Prock, rocked a bit by two quarterfinal losses in the Countdown (a center-line disqualification at Reading and a tire-smoking effort at St. Louis that sandwiched his Charlotte four-wide win), has a more modest approach this week.
“The stakes are a little bit high right now, with everybody tightened up, but going in there and not thinking about it will probably be the best mindset to be in,” Prock said. “Just go in there and execute and do as good as you can and hope that it’s good enough.
“Our race car is running really good right now. It sucked to stumble the last race and let everything get tightened up, but it very much can go the other way in Dallas. We could go out early, or we could go and win the event, so we just need to go in there and focus on doing the best of our ability.
“Regardless of how anything goes, if we do that, we’re at least going to leave there with a 40-point lead. I think that needs to be our mindset, to just go up there and do the best of our abilities. Everything’s already written. It’s going to work out how it’s going to work out. And, for as well as we’ve done all year, I really want it to be us. And I think it can be.”
No. 3 Beckman said, “I don’t care what the gap is to second place, because the only goal of [his team] is to win the championship. Austin’s taillights were pretty far in the distance after Charlotte, but St. Louis let us know we very much are still in the run for the championship.”
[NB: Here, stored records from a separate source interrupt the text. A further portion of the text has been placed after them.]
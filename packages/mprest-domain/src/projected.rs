use serde_json::{Map, Value};

use crate::{Document, Error, Result};

/// A schema-validated document restricted to the fields a query projected.
///
/// Typed access goes through [`ProjectedDoc::doc`]; dynamic access through
/// [`ProjectedDoc::field`], which refuses fields the caller chose not to
/// fetch instead of silently yielding nothing.
#[derive(Debug, Clone)]
pub struct ProjectedDoc<T> {
	doc: T,
	raw: Map<String, Value>,
	set_fields: Vec<&'static str>,
	fields_not_requested: Vec<&'static str>,
}

impl<T> ProjectedDoc<T>
where
	T: Document,
{
	pub fn materialize(raw: &Value) -> Result<Self> {
		let map = raw
			.as_object()
			.ok_or_else(|| Error::Validation {
				message: "Document payload must be a JSON object.".to_string(),
			})?
			.clone();
		let doc: T = serde_json::from_value(raw.clone())?;
		let set_fields: Vec<&'static str> =
			T::FIELDS.iter().copied().filter(|field| map.contains_key(*field)).collect();
		let fields_not_requested: Vec<&'static str> =
			T::FIELDS.iter().copied().filter(|field| !map.contains_key(*field)).collect();

		Ok(Self { doc, raw: map, set_fields, fields_not_requested })
	}

	pub fn doc(&self) -> &T {
		&self.doc
	}

	pub fn into_doc(self) -> T {
		self.doc
	}

	pub fn field(&self, name: &str) -> Result<&Value> {
		if self.set_fields.iter().any(|field| *field == name)
			&& let Some(value) = self.raw.get(name)
		{
			return Ok(value);
		}

		if self.fields_not_requested.iter().any(|field| *field == name) {
			return Err(Error::FieldNotRequested { field: name.to_string() });
		}

		Err(Error::UnknownField { field: name.to_string() })
	}

	pub fn set_fields(&self) -> &[&'static str] {
		&self.set_fields
	}

	pub fn fields_not_requested(&self) -> &[&'static str] {
		&self.fields_not_requested
	}
}

/// Bind a page of raw documents to `T`, tracking the projected field set of
/// each one. Field sets are computed per call and never shared.
pub fn materialize<T>(raw_docs: &[Value]) -> Result<Vec<ProjectedDoc<T>>>
where
	T: Document,
{
	raw_docs.iter().map(ProjectedDoc::materialize).collect()
}
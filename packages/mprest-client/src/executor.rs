use std::future::Future;

use indicatif::{ProgressBar, ProgressStyle};
use tokio::task::JoinSet;

use crate::{Error, Result};

/// Anything whose completion advances a progress sink by a document count.
pub trait DocCount {
	fn doc_count(&self) -> u64;
}

/// Advance-by-N progress sink. All engine code must work with a no-op sink;
/// implementations only need monotonic-counter semantics.
pub trait Progress: Send + Sync {
	fn advance(&self, n: u64);
	fn close(&self);
}

pub struct NoProgress;
impl Progress for NoProgress {
	fn advance(&self, _: u64) {}

	fn close(&self) {}
}

/// Terminal progress bar sized to the expected document total.
pub struct BarProgress {
	bar: ProgressBar,
}
impl BarProgress {
	pub fn new(total: u64, message: String) -> Self {
		let bar = ProgressBar::new(total);

		bar.set_style(
			ProgressStyle::default_bar()
				.template("{msg} [{elapsed_precise}] [{bar:40.cyan/blue}] {pos}/{len} ({eta})")
				.unwrap_or_else(|_| ProgressStyle::default_bar())
				.progress_chars("█▓░"),
		);
		bar.set_message(message);

		Self { bar }
	}
}
impl Progress for BarProgress {
	fn advance(&self, n: u64) {
		self.bar.inc(n);
	}

	fn close(&self) {
		self.bar.finish();
	}
}

/// One finished task, tagged with the index of the input that produced it so
/// results can be mapped back to their originating partition.
#[derive(Debug)]
pub struct Completed<R> {
	pub result: R,
	pub subtotal: u64,
	pub index: usize,
}

/// Runs request futures with bounded concurrency, backfilling the window as
/// soon as any slot frees up rather than waiting for full batches.
#[derive(Debug, Clone, Copy)]
pub struct ParallelExecutor {
	limit: usize,
}

impl ParallelExecutor {
	pub fn new(limit: usize) -> Self {
		Self { limit: limit.max(1) }
	}

	/// Apply `func` to every input, at most `limit` in flight at once.
	///
	/// Completions are returned in completion order; every input yields
	/// exactly one entry. The first failed task aborts the run — already
	/// submitted siblings are left to finish on their own, not cancelled.
	pub async fn run<P, R, F, Fut>(
		&self,
		func: F,
		inputs: Vec<P>,
		progress: &dyn Progress,
	) -> Result<Vec<Completed<R>>>
	where
		P: Send + 'static,
		R: DocCount + Send + 'static,
		F: Fn(P) -> Fut,
		Fut: Future<Output = Result<(R, u64)>> + Send + 'static,
	{
		let mut completions = Vec::with_capacity(inputs.len());
		let mut queue = inputs.into_iter().enumerate();
		let mut in_flight = JoinSet::new();

		for (index, input) in queue.by_ref().take(self.limit) {
			let fut = func(input);

			in_flight.spawn(async move { (index, fut.await) });
		}

		while let Some(joined) = in_flight.join_next().await {
			let (index, outcome) = match joined {
				Ok(finished) => finished,
				Err(err) => {
					in_flight.detach_all();

					return Err(Error::Task { message: err.to_string() });
				},
			};
			let (result, subtotal) = match outcome {
				Ok(pair) => pair,
				Err(err) => {
					in_flight.detach_all();

					return Err(err);
				},
			};

			progress.advance(result.doc_count());
			completions.push(Completed { result, subtotal, index });

			if let Some((index, input)) = queue.next() {
				let fut = func(input);

				in_flight.spawn(async move { (index, fut.await) });
			}
		}

		Ok(completions)
	}
}
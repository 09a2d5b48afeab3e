use regex::Regex;

use crate::{Error, Result};

const ID_PATTERN: &str = r"^(mp|mvc|mol|task)-\d+$";

/// Longest identifier list accepted in one filter. Longer lists should drop
/// the id filter and select locally.
pub const MAX_ID_LIST_LENGTH: usize = 40_000;

/// Validate material/task identifiers before they are joined into an
/// id-filtered query.
pub fn validate_ids(ids: &[String]) -> Result<()> {
	if ids.len() > MAX_ID_LIST_LENGTH {
		return Err(Error::Validation {
			message: format!(
				"Identifier list of length {} exceeds the supported maximum of {MAX_ID_LIST_LENGTH}. \
				Remove the id filter and select locally instead.",
				ids.len()
			),
		});
	}

	for id in ids {
		if !Regex::new(ID_PATTERN).map(|re| re.is_match(id)).unwrap_or(false) {
			return Err(Error::InvalidId { id: id.clone() });
		}
	}

	Ok(())
}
“Our goal is always for the John Force Racing Funny Cars to meet in the final round, guaranteeing one gets in the winners circle, but there’s not enough rounds left if we beat him in all three remaining final rounds. At St. Louis, it was a do-or-die situation going into the second round against each other. We knew that if he beat us, it was going to be the nail in the coffin for our championship. Fortunately, we were able to not only beat Austin but win the next round, which put us 40 points closer to him.
“Nobody wants to not have a shot the championship on the last day of the season. This just revived our championship chase and put us right back in the thick of this thing.”
Curiously, in 17 races so far, despite Prock’s eight victories in 10 finals, the Funny Car class has had eight different winners. In the 17 races in hand, the Top Fuel class has had nine winners. So the parity will make the final three races a little more suspenseful.
Pro Stock Motorcycle
It's a three-rider scramble for the two-wheelers. Richard Gadson, winner three times in five finals so far, is leader of the pack. He’s 29 points ahead of Vance & Hines teammate Gaige Herrera, the back-to-back and reigning champion. Matt Smith is relentless in this pursuit of a seventh series title, 53 points out of first.
If No. 4 John Hall and No. 5 Angie Smith, who are separated by a single point entering this weekend, have any chance to take the championship, the three leading racers would have to have catastrophic collapses. And sixth-place Brayden Davis (-157) and seventh-ranked Jianna Evaristo are definite long-shots.